Herb's question motivates me to describe the not-quite-by-the-book
that I use for my 14" porthole glass mirror (plate glass, one-inch thin). I
made the mirror with John Dobson some years back, apparently even before the
advent of sling supports. In those days, the standard sidewalk mirror cell
was simply a square piece of wood with rounded corners that you bolted in
place at the bottom of your sonotube. You drove three bolts through the
back of that board in an equilateral triangle, and then glued and/or
thumbtacked a matching "Y" cut from heavy cardboard to the front of the
board. The mirror rested on the ends of the cardboard Y and you turned the
bolts to collimate. To keep the mirror from falling down the front of the
tube, you just used one more short section of sonotube as a "collar" right
in front of the mirror -- this costs you a little bit of aperture around the
outside, but it also doubles as a convenient mask just in case you might
have a long-focus edge.
I improved on this (just a little bit) when I rebuilt the scope last
year. The sonotube has been replaced by a modified truss design, so I've
basically got a Kriege-Berry mirror box. I stuck with three bolts through
the bottom of the mirror box for the basic mirror support, but replaced the
cardboard Y with three hardwood triangles that are strung together with
piano wire to keep them from twisting when I turn the bolts. There are
thick felt pads at each tip of the three triangles, and those are what the
mirror rests on - making that a nine-point support, sort of at least! To
hold the mirror in place and to keep it from falling out towards the front
of the box I made a short collar out of two concentric rings of
black-painted sonotube. The first one is very nearly the same inside
diameter as the mirror and is held in place by pegs and friction, the second
one masks the last quarter-inch or so of my edge and is just a little in
front of the surface of the mirror.
This set-up will never win any mechanical engineering prizes. But
it does seem to hold collimation pretty well down to within about 30 degrees
of the horizon (as checked by star testing at 450x and watching what happens
in different regions of the sky).

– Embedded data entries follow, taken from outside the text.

//! Context stacks
//!
//! Every context owns one [`Stack`]: a private anonymous mapping whose
//! lowest page is left inaccessible, so running off the end faults instead
//! of silently corrupting a neighbour. Dropping the stack unmaps it.

cfg_if::cfg_if! {
    if #[cfg(unix)] {
        mod unix;
        pub use unix::page_size;
    }
}

/// Stack memory of one context
///
/// ```text
///  base                 base + guard                     top
///   | guard (PROT_NONE) |      usable (grows downwards) <- |
/// ```
pub struct Stack {
    /// Start of the whole mapping (guard page included)
    base: *mut u8,
    /// Bytes mapped, guard included
    mapped: usize,
    /// Bytes of the guard region
    guard: usize,
}

impl Stack {
    /// Lowest usable address
    #[inline]
    pub fn bottom(&self) -> *mut u8 {
        unsafe { self.base.add(self.guard) }
    }

    /// One past the highest usable address; initial stack pointer
    #[inline]
    pub fn top(&self) -> *mut u8 {
        unsafe { self.base.add(self.mapped) }
    }

    /// Usable bytes, guard excluded
    #[inline]
    pub fn size(&self) -> usize {
        self.mapped - self.guard
    }

    /// Whether `addr` lies in the usable part of this stack
    #[inline]
    pub fn contains(&self, addr: usize) -> bool {
        addr >= self.bottom() as usize && addr <= self.top() as usize
    }
}

impl std::fmt::Debug for Stack {
    fn fmt(&self, f: &mut std::fmt::Formatter<'_>) -> std::fmt::Result {
        f.debug_struct("Stack")
            .field("bottom", &self.bottom())
            .field("top", &self.top())
            .field("size", &self.size())
            .finish()
    }
}
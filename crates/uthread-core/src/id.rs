//! Context, lock and condition identifiers

use core::fmt;

/// Lock identifier. Any value is valid; locks are created on first use.
pub type LockId = u32;

/// Condition identifier, scoped to a lock.
pub type CondId = u32;

/// Handle of a schedulable context
///
/// Indexes the scheduler's context table. Ids of reclaimed contexts are
/// reused, so a handle is only meaningful while its context is alive.
/// The maximum value (u32::MAX) is reserved as a sentinel for "no context".
#[derive(Clone, Copy, PartialEq, Eq, PartialOrd, Ord, Hash)]
#[repr(transparent)]
pub struct ContextId(u32);

impl ContextId {
    /// Sentinel value indicating no context
    pub const NONE: ContextId = ContextId(u32::MAX);

    #[inline]
    pub const fn new(id: u32) -> Self {
        ContextId(id)
    }

    #[inline]
    pub const fn as_u32(self) -> u32 {
        self.0
    }

    /// Get as usize for indexing
    #[inline]
    pub const fn as_usize(self) -> usize {
        self.0 as usize
    }

    #[inline]
    pub const fn is_none(self) -> bool {
        self.0 == u32::MAX
    }

    #[inline]
    pub const fn is_some(self) -> bool {
        self.0 != u32::MAX
    }

    /// Convert to Option
    #[inline]
    pub const fn to_option(self) -> Option<ContextId> {
        if self.is_none() {
            None
        } else {
            Some(self)
        }
    }
}

impl From<u32> for ContextId {
    #[inline]
    fn from(id: u32) -> Self {
        ContextId(id)
    }
}

impl From<ContextId> for u32 {
    #[inline]
    fn from(id: ContextId) -> Self {
        id.0
    }
}

impl fmt::Debug for ContextId {
    fn fmt(&self, f: &mut fmt::Formatter<'_>) -> fmt::Result {
        if self.is_none() {
            write!(f, "ContextId(NONE)")
        } else {
            write!(f, "ContextId({})", self.0)
        }
    }
}

impl fmt::Display for ContextId {
    fn fmt(&self, f: &mut fmt::Formatter<'_>) -> fmt::Result {
        if self.is_none() {
            write!(f, "none")
        } else {
            write!(f, "{}", self.0)
        }
    }
}

impl Default for ContextId {
    fn default() -> Self {
        ContextId::NONE
    }
}

/// Address of a condition variable: the lock it belongs to plus its own id.
///
/// Ordered by lock first, then condition.
#[derive(Debug, Clone, Copy, PartialEq, Eq, PartialOrd, Ord, Hash)]
pub struct ConditionKey {
    pub lock: LockId,
    pub cond: CondId,
}

impl ConditionKey {
    #[inline]
    pub const fn new(lock: LockId, cond: CondId) -> Self {
        Self { lock, cond }
    }
}

impl fmt::Display for ConditionKey {
    fn fmt(&self, f: &mut fmt::Formatter<'_>) -> fmt::Result {
        write!(f, "({}, {})", self.lock, self.cond)
    }
}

The mechanical slop definitely becomes
noticeable within 20 degrees or so of the horizon, but the seeing's already
terrible down there, anyway.
-- Andrew Bell
Herb Kasler wrote: "I'm hoping to get a variety of opinions from the group
on what type of edge support is best for my mirror. [snip] From what I've
read, seatbelt-strap slings seem to be the most favored setup, but when I
think about how to build one into my primary cage, I get a headache. Also,
it seems that the mirror will have a tendency to swing about when jostled
and bang into the safety clips."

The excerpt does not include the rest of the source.